• _Task to complete_
From the line that contains "pub mod io;" down to the last line of the data below, transcribe every line exactly.

• _Supplied data_
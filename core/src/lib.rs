// Copyright 2017-2020 Peter Williams
// Licensed under the MIT License.

//! Core types and traits shared by the OIFITS crates.
//!
//! This crate is intentionally small. It provides the notification
//! framework used for diagnostics, a few I/O helpers for block-structured
//! files, and some numerical glue for `ndarray`.

pub mod errors;
pub mod io;
#[macro_use]
pub mod notify;
pub mod num;

pub use ndarray::{Array, Array1, Array2, ArrayView1, ArrayView2, ArrayViewMut1, ArrayViewMut2};
pub use num_complex::Complex; // convenience re-export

• _Task result_
pub mod io;
#[macro_use]
pub mod notify;
pub mod num;

pub use ndarray::{Array, Array1, Array2, ArrayView1, ArrayView2, ArrayViewMut1, ArrayViewMut2};
pub use num_complex::Complex; // convenience re-export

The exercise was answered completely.